-- Information --
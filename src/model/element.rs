use serde::{Deserialize, Serialize};

use super::background::BackgroundStyle;
use super::position::{Margin, Position};
use super::run::{Run, TextContent};
use super::style::{Align, VAlign};
use crate::shadow::Shadow;

/// `object-fit`/`object-position`/`border-radius` carried on an `<img>`
/// record. Present only until the rasterizer decides whether it needs to
/// bake the image (spec §4.8); dropped once baked.
#[derive(Debug, Clone, Default, PartialEq, Serialize, Deserialize)]
#[serde(rename_all = "camelCase")]
pub struct ImageStyle {
    #[serde(skip_serializing_if = "Option::is_none")]
    pub object_fit: Option<String>,
    #[serde(skip_serializing_if = "Option::is_none")]
    pub object_position: Option<String>,
    #[serde(skip_serializing_if = "Option::is_none")]
    pub border_radius: Option<String>,
}

impl ImageStyle {
    /// Whether this image needs rasterization per spec §4.8: an SVG source,
    /// a non-`fill` object-fit, a non-centred object-position, or any
    /// border-radius.
    pub fn needs_rasterization(&self, src_is_svg: bool) -> bool {
        src_is_svg
            || self.object_fit.as_deref().is_some_and(|v| v != "fill")
            || self
                .object_position
                .as_deref()
                .is_some_and(|v| v.trim() != "center" && v.trim() != "center center" && v.trim() != "50% 50%")
            || self
                .border_radius
                .as_deref()
                .is_some_and(|v| v.trim() != "0" && v.trim() != "0px")
    }
}

#[derive(Debug, Clone, PartialEq, Serialize, Deserialize)]
#[serde(rename_all = "camelCase")]
pub struct ImageElement {
    pub src: String,
    pub position: Position,
    #[serde(skip_serializing_if = "Option::is_none")]
    pub style: Option<ImageStyle>,
}

/// Intermediate record for an inline `<svg>`; always rasterized into an
/// `ImageElement` before emission (invariant 2, spec §3).
#[derive(Debug, Clone, PartialEq, Serialize, Deserialize)]
#[serde(rename_all = "camelCase")]
pub struct SvgElement {
    pub svg: String,
    pub position: Position,
}

/// Intermediate record for an element whose background is an image;
/// always rasterized into an `ImageElement` before emission.
#[derive(Debug, Clone, PartialEq, Serialize, Deserialize)]
#[serde(rename_all = "camelCase")]
pub struct BgImageElement {
    pub position: Position,
    pub style: BackgroundStyle,
}

/// Intermediate record for a CSS gradient; always rasterized into an
/// `ImageElement` before emission.
#[derive(Debug, Clone, PartialEq, Serialize, Deserialize)]
#[serde(rename_all = "camelCase")]
pub struct GradientElement {
    pub gradient: String,
    pub position: Position,
    #[serde(skip_serializing_if = "Option::is_none")]
    pub style: Option<BackgroundStyle>,
}

/// A single straight border edge, derived from a non-uniform or
/// image-overlapping border on a styled container (spec §4.6).
#[derive(Debug, Clone, Copy, PartialEq, Serialize, Deserialize)]
#[serde(rename_all = "camelCase")]
pub struct LineElement {
    pub x1: f64,
    pub y1: f64,
    pub x2: f64,
    pub y2: f64,
    pub width_pt: f64,
    pub color: String,
}

#[derive(Debug, Clone, Copy, PartialEq, Serialize, Deserialize)]
#[serde(rename_all = "camelCase")]
pub struct LineStyle {
    pub color: String,
    pub width_pt: f64,
}

#[derive(Debug, Clone, Default, PartialEq, Serialize, Deserialize)]
#[serde(rename_all = "camelCase")]
pub struct ShapeStyle {
    #[serde(skip_serializing_if = "Option::is_none")]
    pub fill: Option<String>,
    #[serde(skip_serializing_if = "Option::is_none")]
    pub transparency: Option<u8>,
    #[serde(skip_serializing_if = "Option::is_none")]
    pub line: Option<LineStyle>,
    pub rect_radius_inches: f64,
    #[serde(skip_serializing_if = "Option::is_none")]
    pub shadow: Option<Shadow>,
}

/// The background colour and/or uniform border of a styled container,
/// rendered under whatever text lives on top of it (spec §4.6).
#[derive(Debug, Clone, PartialEq, Serialize, Deserialize)]
#[serde(rename_all = "camelCase")]
pub struct ShapeElement {
    pub position: Position,
    /// Always the empty string; the shape carries no text of its own.
    pub text: String,
    pub shape: ShapeStyle,
}

#[derive(Debug, Clone, Copy, PartialEq, Serialize, Deserialize)]
#[serde(rename_all = "camelCase")]
pub struct BorderSide {
    pub pt: f64,
    pub color: String,
}

#[derive(Debug, Clone, Default, PartialEq, Serialize, Deserialize)]
#[serde(rename_all = "camelCase")]
pub struct CellOptions {
    pub font_size: f64,
    pub font_face: String,
    pub color: String,
    pub bold: bool,
    pub italic: bool,
    pub underline: bool,
    pub align: Option<Align>,
    pub valign: Option<VAlign>,
    #[serde(skip_serializing_if = "Option::is_none")]
    pub line_spacing: Option<f64>,
    pub margin: Margin,
    #[serde(skip_serializing_if = "Option::is_none")]
    pub fill: Option<String>,
    /// Four sides in `[left, right, bottom, top]` order, each `Some` when
    /// that edge has a border.
    pub border: [Option<BorderSide>; 4],
    #[serde(skip_serializing_if = "Option::is_none")]
    pub colspan: Option<u32>,
    #[serde(skip_serializing_if = "Option::is_none")]
    pub rowspan: Option<u32>,
    #[serde(skip_serializing_if = "Option::is_none")]
    pub transparency: Option<u8>,
}

#[derive(Debug, Clone, PartialEq, Serialize, Deserialize)]
#[serde(rename_all = "camelCase")]
pub struct Cell {
    pub text: TextContent,
    pub options: CellOptions,
}

#[derive(Debug, Clone, PartialEq, Serialize, Deserialize)]
#[serde(rename_all = "camelCase")]
pub struct TableElement {
    pub rows: Vec<Vec<Cell>>,
    pub position: Position,
    pub col_w: Vec<f64>,
    pub row_h: Vec<f64>,
}

#[derive(Debug, Clone, Default, PartialEq, Serialize, Deserialize)]
#[serde(rename_all = "camelCase")]
pub struct ListStyle {
    pub font_size: f64,
    pub font_face: String,
    pub color: String,
    pub align: Option<Align>,
    #[serde(skip_serializing_if = "Option::is_none")]
    pub line_spacing: Option<f64>,
    pub para_space_before: f64,
    pub para_space_after: f64,
    pub margin: Margin,
}

#[derive(Debug, Clone, PartialEq, Serialize, Deserialize)]
#[serde(rename_all = "camelCase")]
pub struct ListElement {
    pub items: Vec<Run>,
    pub position: Position,
    pub style: ListStyle,
}

/// The HTML tag a text element was extracted from. PowerPoint has no notion
/// of heading levels, but the description preserves the source tag so the
/// emitter and any downstream styling can still tell a title from a body
/// paragraph.
#[derive(Debug, Clone, Copy, PartialEq, Eq, Serialize, Deserialize)]
#[serde(rename_all = "lowercase")]
pub enum TextTag {
    P,
    H1,
    H2,
    H3,
    H4,
    H5,
    H6,
    Div,
    Span,
}

#[derive(Debug, Clone, Default, PartialEq, Serialize, Deserialize)]
#[serde(rename_all = "camelCase")]
pub struct TextStyle {
    pub font_size: f64,
    pub font_face: String,
    pub color: String,
    pub align: Align,
    #[serde(skip_serializing_if = "Option::is_none")]
    pub line_spacing: Option<f64>,
    pub para_space_before: f64,
    pub para_space_after: f64,
    pub margin: Margin,
    /// Only meaningful when `text` is a plain string; per-run formatting
    /// carries its own bold/italic/underline instead.
    #[serde(skip_serializing_if = "Option::is_none")]
    pub bold: Option<bool>,
    #[serde(skip_serializing_if = "Option::is_none")]
    pub italic: Option<bool>,
    #[serde(skip_serializing_if = "Option::is_none")]
    pub underline: Option<bool>,
    #[serde(skip_serializing_if = "Option::is_none")]
    pub rotate: Option<f64>,
    #[serde(skip_serializing_if = "Option::is_none")]
    pub transparency: Option<u8>,
    #[serde(skip_serializing_if = "Option::is_none")]
    pub valign: Option<VAlign>,
}

impl Default for Align {
    fn default() -> Self {
        Align::Left
    }
}

#[derive(Debug, Clone, PartialEq, Serialize, Deserialize)]
#[serde(rename_all = "camelCase")]
pub struct TextElement {
    pub tag: TextTag,
    pub text: TextContent,
    pub position: Position,
    pub style: TextStyle,
}

/// The closed sum type every extracted, rasterized, and emitted element
/// belongs to. Exhaustive matching in the rasterizer and emitter means the
/// compiler refuses an unhandled variant (spec §9 design note).
#[derive(Debug, Clone, PartialEq, Serialize, Deserialize)]
#[serde(tag = "kind", rename_all = "camelCase")]
pub enum ElementRecord {
    Image(ImageElement),
    Svg(SvgElement),
    BgImage(BgImageElement),
    Gradient(GradientElement),
    Line(LineElement),
    Shape(ShapeElement),
    Table(TableElement),
    List(ListElement),
    Text(TextElement),
}

impl ElementRecord {
    /// Invariant 3 (spec §3): every position has strictly positive width and
    /// height. Elements with no position concept (none currently) return
    /// `true` vacuously.
    pub fn has_positive_size(&self) -> bool {
        match self.position() {
            Some(pos) => pos.is_positive_size(),
            None => true,
        }
    }

    pub fn position(&self) -> Option<Position> {
        match self {
            ElementRecord::Image(e) => Some(e.position),
            ElementRecord::Svg(e) => Some(e.position),
            ElementRecord::BgImage(e) => Some(e.position),
            ElementRecord::Gradient(e) => Some(e.position),
            ElementRecord::Line(_) => None,
            ElementRecord::Shape(e) => Some(e.position),
            ElementRecord::Table(e) => Some(e.position),
            ElementRecord::List(e) => Some(e.position),
            ElementRecord::Text(e) => Some(e.position),
        }
    }

    /// Invariant 2 (spec §3): after rasterization no element is one of the
    /// CSS-only intermediate kinds.
    pub fn is_rasterization_intermediate(&self) -> bool {
        matches!(
            self,
            ElementRecord::Svg(_) | ElementRecord::BgImage(_) | ElementRecord::Gradient(_)
        )
    }
}

#[cfg(test)]
mod tests {
    use super::*;

    #[test]
    fn image_needing_rasterization_detects_non_fill_object_fit() {
        let style = ImageStyle {
            object_fit: Some("contain".into()),
            ..Default::default()
        };
        assert!(style.needs_rasterization(false));
    }

    #[test]
    fn image_with_fill_and_no_radius_skips_rasterization() {
        let style = ImageStyle::default();
        assert!(!style.needs_rasterization(false));
    }

    #[test]
    fn svg_and_gradient_are_intermediate() {
        let svg = ElementRecord::Svg(SvgElement { svg: "<svg/>".into(), position: Position { x: 0.0, y: 0.0, w: 1.0, h: 1.0 } });
        assert!(svg.is_rasterization_intermediate());

        let image = ElementRecord::Image(ImageElement {
            src: "a.png".into(),
            position: Position { x: 0.0, y: 0.0, w: 1.0, h: 1.0 },
            style: None,
        });
        assert!(!image.is_rasterization_intermediate());
    }
}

-- Task to carry out --
When a line in the material above holds the word "ListStyle", copy that line.

-- Task answer --
pub struct ListStyle {
    pub style: ListStyle,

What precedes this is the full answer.